En algunas profesiones, como por ejemplo la médica, la profesionalidad, la precisión y la delicadez con que se comunican los diagnósticos, el saludo y la gestualidad o el tono de las palabras, son básicas para que el paciente y su familia se sientan seguros, acompañados y bien atendidos, incluso ante el peor de los pronósticos. Profesionalidad versus amabilidad, no quiere decir que pensemos que el profesional es un incompetente y que su ausencia de respuestas ante el incierto «diagnóstico» las supla con una falsa sonrisa.

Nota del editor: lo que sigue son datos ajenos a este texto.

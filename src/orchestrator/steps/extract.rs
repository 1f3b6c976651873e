//! Extract step - cuts the best highlights out of the source.

use crate::extract;
use crate::models::{ExtractMode, Highlight};
use crate::orchestrator::errors::{StepError, StepResult};
use crate::orchestrator::step::PipelineStep;
use crate::orchestrator::types::{Context, ExtractOutput, JobState, StepOutcome};

/// How many highlight windows make up one teaser.
const MAX_SEGMENTS: usize = 3;

/// Segment extraction step.
///
/// Cuts the top-scored highlights (at most three) and joins them back
/// to back, so the teaser length approaches the requested target
/// instead of a single window's share of it. Stream copy is used
/// unless the request carries overlays, whose frame timing needs exact
/// segment boundaries, in which case the cuts re-encode.
pub struct ExtractStep;

impl ExtractStep {
    pub fn new() -> Self {
        Self
    }
}

impl Default for ExtractStep {
    fn default() -> Self {
        Self::new()
    }
}

/// The windows that go into the teaser: up to [`MAX_SEGMENTS`] of the
/// best-scored highlights, kept in score order.
fn planned_windows(highlights: &[Highlight]) -> Vec<Highlight> {
    highlights.iter().take(MAX_SEGMENTS).cloned().collect()
}

impl PipelineStep for ExtractStep {
    fn name(&self) -> &str {
        "Extract"
    }

    fn validate_input(&self, _ctx: &Context, state: &JobState) -> StepResult<()> {
        if !state.has_fetch() {
            return Err(StepError::precondition_failed("Fetch has not run"));
        }
        if !state.has_analysis() {
            return Err(StepError::precondition_failed("Analyze has not run"));
        }
        Ok(())
    }

    fn execute(&self, ctx: &Context, state: &mut JobState) -> StepResult<StepOutcome> {
        let fetch = state
            .fetch
            .as_ref()
            .ok_or_else(|| StepError::precondition_failed("Fetch output missing"))?;
        let analysis = state
            .analysis
            .as_ref()
            .ok_or_else(|| StepError::precondition_failed("Analysis output missing"))?;

        // Highlights come sorted by score, best first.
        let windows = planned_windows(&analysis.highlights);
        if windows.is_empty() {
            return Err(StepError::precondition_failed("no highlight to extract"));
        }

        let mut settings = ctx.settings.extract.clone();
        if ctx.request.wants_overlays() && settings.mode == ExtractMode::StreamCopy {
            ctx.logger
                .info("Overlays requested; using frame-accurate extraction");
            settings.mode = ExtractMode::FrameAccurate;
        }

        ctx.logger.info(&format!(
            "Extracting {} highlight window(s) ({:?})",
            windows.len(),
            settings.mode
        ));

        // Cuts land in per-index subdirectories; output names derive
        // from rounded timestamps and could otherwise collide.
        let mut segments = Vec::with_capacity(windows.len());
        for (i, window) in windows.iter().enumerate() {
            let segment_dir = ctx.work_dir.join(format!("segment_{}", i));
            std::fs::create_dir_all(&segment_dir)
                .map_err(|e| StepError::other(format!("create segment dir: {}", e)))?;

            ctx.logger.info(&format!(
                "Cutting {:.1}s - {:.1}s: {}",
                window.start, window.end, window.description
            ));
            let path = extract::extract_segment(
                &fetch.local_path,
                window.start,
                window.end,
                &settings,
                &segment_dir,
            )?;
            segments.push(path);
        }

        let segment_path = extract::concat_segments(&segments, &ctx.work_dir)?;

        state.extract = Some(ExtractOutput {
            segment_path,
            windows,
        });
        Ok(StepOutcome::Success)
    }

    fn validate_output(&self, _ctx: &Context, state: &JobState) -> StepResult<()> {
        let extract = state
            .extract
            .as_ref()
            .ok_or_else(|| StepError::invalid_output("Extract result not recorded"))?;
        if !extract.segment_path.is_file() {
            return Err(StepError::invalid_output(format!(
                "extracted segment missing: {}",
                extract.segment_path.display()
            )));
        }
        if extract.windows.is_empty() {
            return Err(StepError::invalid_output("no windows recorded"));
        }
        Ok(())
    }

    fn description(&self) -> &str {
        "Cut the top-scored highlights and join them into one segment"
    }
}

#[cfg(test)]
mod tests {
    use super::*;

    fn highlight(start: f64, end: f64, score: f64) -> Highlight {
        Highlight::new(start, end, score, "window")
    }

    #[test]
    fn plans_at_most_three_windows_in_score_order() {
        let highlights = vec![
            highlight(10.0, 16.0, 0.99),
            highlight(50.0, 56.0, 0.95),
            highlight(90.0, 96.0, 0.90),
            highlight(130.0, 136.0, 0.85),
            highlight(170.0, 176.0, 0.80),
        ];

        let planned = planned_windows(&highlights);
        assert_eq!(planned.len(), 3);
        assert_eq!(planned[0].start, 10.0);
        assert_eq!(planned[2].start, 90.0);
    }

    #[test]
    fn fewer_highlights_all_get_planned() {
        let highlights = vec![highlight(0.0, 10.0, 0.9), highlight(20.0, 30.0, 0.8)];
        assert_eq!(planned_windows(&highlights).len(), 2);
        assert!(planned_windows(&[]).is_empty());
    }

    #[test]
    fn joined_windows_cover_most_of_the_target() {
        // Each analysis window is target / count sized; one window alone
        // covers at most a third of the request, the three joined
        // windows cover at least three fifths.
        for seed in 0..10 {
            let highlights =
                crate::analysis::analyze_content_seeded(300.0, 30.0, crate::models::Tone::Exciting, seed);
            let best = highlights[0].duration();
            assert!(best <= 10.0 + 1e-9, "seed {}: single window {}s", seed, best);

            let joined: f64 = planned_windows(&highlights)
                .iter()
                .map(|w| w.duration())
                .sum();
            assert!(joined >= 18.0 - 1e-9, "seed {}: joined only {}s", seed, joined);
            assert!(joined > best, "seed {}: joining did not extend the teaser", seed);
        }
    }
}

Una mano bien tendida, una palabra dicha o un silencio a tiempo son claves para saber que se está ante una persona que además de ser el mejor profesional, tiene la capacidad de entender el efecto de su mensaje en el paciente y garantiza la curación de este. Pero no siempre es así, ¿lo habéis experimentado alguna vez? Yo sí. Hacía tiempo que daba vueltas en mi cabeza esta reflexión, que he pensado mucho y creo que la puedo expresar como vivencia personal mientras afirmo en voz alta que el buen profesional no lo será menos si se acerca a la persona que tiene delante con amabilidad y afecto, todo lo contrario, le generará plena confianza.